In a lawsuit filed last Thursday in Boston federal court, Liberty Mutual said it deserves to be reimbursed for losses on the $62.5 million of Fannie Mae preferred stock it had bought in late 2007 through offerings underwritten by Goldman.
Liberty Mutual, one of the nation’s largest insurers, said Goldman knew of “significant problems” in subprime and other risky mortgages in late 2006 and throughout 2007, and generated large profits for itself by betting against the market.
It also said Goldman falsely stated that the purpose of the offerings was to let Fannie Mae raise excess capital, when in fact Fannie Mae “was severely undercapitalized” and needed to raise money to stay in business.
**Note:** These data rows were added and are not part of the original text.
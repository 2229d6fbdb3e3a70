use std::sync::{
    Arc,
    atomic::{AtomicBool, Ordering},
};

///
/// CancelToken
///
/// Cooperative cancellation for generated parsing procedures. Clones share
/// one flag; the procedure checks it before every row and delivers a single
/// `Error::Cancelled` before fusing.
///

#[derive(Clone, Debug, Default)]
pub struct CancelToken {
    flag: Arc<AtomicBool>,
}

impl CancelToken {
    #[must_use]
    pub fn new() -> Self {
        Self::default()
    }

    pub fn cancel(&self) {
        self.flag.store(true, Ordering::SeqCst);
    }

    #[must_use]
    pub fn is_cancelled(&self) -> bool {
        self.flag.load(Ordering::SeqCst)
    }
}

#[cfg(test)]
mod tests {
    use super::*;

    #[test]
    fn clones_share_the_flag() {
        let token = CancelToken::new();
        let observer = token.clone();
        assert!(!observer.is_cancelled());

        token.cancel();
        assert!(observer.is_cancelled());
    }
}
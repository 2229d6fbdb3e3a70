use crate::{
    attr,
    parse::{CsvInput, CsvItem},
};
use proc_macro2::TokenStream;
use quote::{ToTokens, quote};
use rowbind_core::{
    diagnostic::Diagnostics,
    emit,
    model::{EnumDecl, FieldDecl, ImplDecl, RecordDecl, TypeUniverse, WellKnownTypes},
    schema, signature,
};
/// Expand one declaration block. Every record and enum is re-emitted even
/// when resolution fails somewhere, so downstream code that merely names the
/// types still compiles; only the failing fns are withheld, each replaced by
/// its diagnostics.
pub fn expand(input: CsvInput) -> TokenStream {
    let mut diagnostics = Diagnostics::new();
    let mut acc = darling::Error::accumulator();

    let mut universe = TypeUniverse::new(WellKnownTypes::standard());
    let mut enum_tokens = Vec::new();
    let mut impls: Vec<ImplDecl> = Vec::new();

    for item in input.items {
        match item {
            CsvItem::Record(item) => {
                if let Some(record) = lower_record(item, &mut acc) {
                    universe.add_record(record);
                }
            }
            CsvItem::Enum(item) => {
                universe.add_enum(lower_enum(&item));
                enum_tokens.push(item.into_token_stream());
            }
            CsvItem::Impl(block) => impls.push(block.decl),
        }
    }

    schema::verify_extends(&universe, &mut diagnostics);

    let records: Vec<TokenStream> = universe
        .records()
        .map(|record| emit::emit_record(&universe, record))
        .collect();

    let impl_tokens: Vec<TokenStream> = impls
        .iter()
        .map(|decl| {
            let fns: Vec<TokenStream> = decl
                .fns
                .iter()
                .filter_map(|fn_decl| {
                    signature::resolve_target(&universe, &decl.self_ty, fn_decl, &mut diagnostics)
                        .map(|target| emit::emit_target(&universe, &target))
                })
                .collect();
            emit::emit_impl(decl, &fns)
        })
        .collect();

    let attr_errors = acc.finish().err().map(darling::Error::write_errors);
    let compile_errors = diagnostics.to_compile_errors();

    quote! {
        #(#records)*
        #(#enum_tokens)*
        #(#impl_tokens)*
        #attr_errors
        #compile_errors
    }
}

fn lower_record(
    mut item: syn::ItemStruct,
    acc: &mut darling::error::Accumulator,
) -> Option<RecordDecl> {
    let container = acc.handle(attr::record_attr(&item.attrs))?;
    attr::strip_csv(&mut item.attrs);

    let syn::Fields::Named(named) = item.fields else {
        acc.push(
            darling::Error::custom("a record declaration must use named fields")
                .with_span(&item.ident),
        );
        return None;
    };

    let extends = match container.extends {
        Some(path) => match path.segments.last() {
            Some(segment) => Some(segment.ident.clone()),
            None => {
                acc.push(
                    darling::Error::custom("'extends' expects a record type name")
                        .with_span(&path),
                );
                return None;
            }
        },
        None => None,
    };

    let mut fields = Vec::with_capacity(named.named.len());
    for mut field in named.named {
        let meta = acc.handle(attr::field_meta(&field.attrs)).flatten();
        attr::strip_csv(&mut field.attrs);
        let Some(ident) = field.ident.clone() else {
            continue;
        };
        fields.push(FieldDecl {
            ident,
            vis: field.vis,
            attrs: field.attrs,
            ty: field.ty,
            meta,
        });
    }

    Some(RecordDecl {
        ident: item.ident,
        vis: item.vis,
        attrs: item.attrs,
        generics: item.generics,
        extends,
        include_all: container.include_all.is_present(),
        fields,
    })
}

fn lower_enum(item: &syn::ItemEnum) -> EnumDecl {
    EnumDecl {
        ident: item.ident.clone(),
        variants: item.variants.iter().map(|v| v.ident.clone()).collect(),
        has_non_unit: item
            .variants
            .iter()
            .any(|v| !matches!(v.fields, syn::Fields::Unit)),
    }
}
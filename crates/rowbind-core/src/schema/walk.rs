use crate::{
    diagnostic::{Diagnostic, Diagnostics},
    helper,
    model::{BindingMeta, FieldDecl, PropertyBinding, RecordDecl, TypeUniverse},
    schema::classify,
};
use std::collections::HashSet;

/// Validate every `extends` link once per invocation: each must name a
/// record declared in the universe, and no chain may be cyclic. Later
/// passes treat a broken link as the end of the chain, so nothing is
/// reported twice.
pub fn verify_extends(universe: &TypeUniverse, diagnostics: &mut Diagnostics) {
    for record in universe.records() {
        let Some(base) = &record.extends else {
            continue;
        };
        if universe.record(&base.to_string()).is_none() {
            diagnostics.push(Diagnostic::unknown_base_type(
                base.span(),
                &record.ident,
                base,
            ));
            continue;
        }

        let mut visited = HashSet::from([record.ident.to_string()]);
        let mut current = universe.record(&base.to_string());
        while let Some(level) = current {
            if !visited.insert(level.ident.to_string()) {
                diagnostics.push(Diagnostic::cyclic_base_type(base.span(), &record.ident));
                break;
            }
            current = level
                .extends
                .as_ref()
                .and_then(|next| universe.record(&next.to_string()));
        }
    }
}

/// The record's ancestor chain, most-derived first. Stops silently at an
/// unknown base or a cycle; `verify_extends` owns that diagnostic.
#[must_use]
pub fn ancestor_levels<'u>(universe: &'u TypeUniverse, record: &'u RecordDecl) -> Vec<&'u RecordDecl> {
    let mut levels = vec![record];
    let mut visited = HashSet::from([record.ident.to_string()]);
    let mut current = record;
    while let Some(base) = &current.extends {
        let Some(level) = universe.record(&base.to_string()) else {
            break;
        };
        if !visited.insert(level.ident.to_string()) {
            break;
        }
        levels.push(level);
        current = level;
    }
    levels
}

/// Shadow-resolved member list across the whole chain: declaration order
/// within a level, most-derived level first. A same-named ancestor member is
/// dropped silently whether or not the derived one is bindable.
#[must_use]
pub fn flattened_fields<'u>(
    universe: &'u TypeUniverse,
    record: &'u RecordDecl,
) -> Vec<(&'u RecordDecl, &'u FieldDecl)> {
    let mut captured = HashSet::new();
    let mut fields = Vec::new();
    for level in ancestor_levels(universe, record) {
        for field in &level.fields {
            if captured.insert(field.ident.to_string()) {
                fields.push((level, field));
            }
        }
    }
    fields
}

/// Resolve the ordered property-binding list for one record.
///
/// Tracks "a binding candidate was seen" separately from "a candidate
/// survived classification": only the former being false produces
/// `NoPropertiesFound`; when every candidate was rejected, each rejection
/// already carries its own diagnostic.
pub fn resolve_properties(
    universe: &TypeUniverse,
    record: &RecordDecl,
    diagnostics: &mut Diagnostics,
) -> Vec<PropertyBinding> {
    let implicit = BindingMeta::new(record.ident.span());
    let mut seen_candidate = false;
    let mut properties = Vec::new();

    for (level, field) in flattened_fields(universe, record) {
        // Explicit metadata always wins over include_all's implicit default.
        let meta = match (&field.meta, level.include_all) {
            (Some(meta), _) => meta,
            (None, true) => &implicit,
            (None, false) => continue,
        };
        seen_candidate = true;

        let Some(header_names) = resolve_header_names(field, meta, diagnostics) else {
            continue;
        };

        let declared_ty = field.ty.clone();
        let option_inner = helper::option_inner(&declared_ty).cloned();
        let is_optional = option_inner.is_some();
        let underlying_ty = option_inner.unwrap_or_else(|| declared_ty.clone());

        match classify(
            universe,
            &field.ident,
            &underlying_ty,
            meta.format.as_ref(),
            &level.generics,
        ) {
            Ok(kind) => properties.push(PropertyBinding {
                name: field.ident.clone(),
                declared_ty,
                underlying_ty,
                header_names,
                kind,
                is_required: !is_optional || meta.required,
                is_mutable_after_construction: is_optional,
            }),
            Err(diagnostic) => diagnostics.push(diagnostic),
        }
    }

    if !seen_candidate {
        diagnostics.push(Diagnostic::no_properties_found(
            record.ident.span(),
            &record.ident,
        ));
    }
    properties
}

/// Explicit alias list if provided, else the singleton member name. An
/// explicitly empty list and a blank alias are distinct hard errors; either
/// drops the candidate.
fn resolve_header_names(
    field: &FieldDecl,
    meta: &BindingMeta,
    diagnostics: &mut Diagnostics,
) -> Option<Vec<String>> {
    let Some(headers) = &meta.headers else {
        return Some(vec![field.ident.to_string()]);
    };
    if headers.is_empty() {
        diagnostics.push(Diagnostic::header_names_empty(meta.span, &field.ident));
        return None;
    }
    for header in headers {
        if header.value.trim().is_empty() {
            diagnostics.push(Diagnostic::invalid_header_name(header.span, &field.ident));
            return None;
        }
    }
    Some(headers.iter().map(|header| header.value.clone()).collect())
}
“As a knowledgeable and sophisticated investor in the U.S. real estate financial markets, and with access to Fannie Mae’s financial records, Goldman Sachs knew or recklessly disregarded the actual status of Fannie Mae’s capital structure,” Boston-based Liberty Mutual said. “As a result of plaintiffs’ reliance on Goldman Sachs’ material misrepresentations, plaintiffs’ investments are virtually worthless.”
The U.S. Treasury Department in September 2008 effectively nationalized Fannie Mae and Freddie Mac, which together owned or guaranteed nearly half of all U.S. mortgages, by putting them into a conservatorship.
Preferred stock investors, including many large banks, suffered losses because the bailout ended dividend payouts and included the issuance to the government of new preferred shares that were senior to the existing preferred stock.
“We think the suit is entirely without merit and we will contest it vigorously,” a Goldman spokesman said in an e-mail.
On April 16, the U.S. Securities and Exchange Commission filed a civil fraud lawsuit accusing Goldman of creating and marketing collateralized debt obligations linked to subprime mortgages in early 2007, without telling investors that hedge fund Paulson & Co. helped choose and was betting against them.
Goldman has denied wrongdoing. At least 18 shareholder lawsuits have been filed against Goldman and its officials arising out of that arrangement, known as Abacus.
The latest case is Liberty Mutual Insurance Co. et al v. Goldman Sachs & Co., U.S. District Court, District of Massachusetts, No. 10-11150.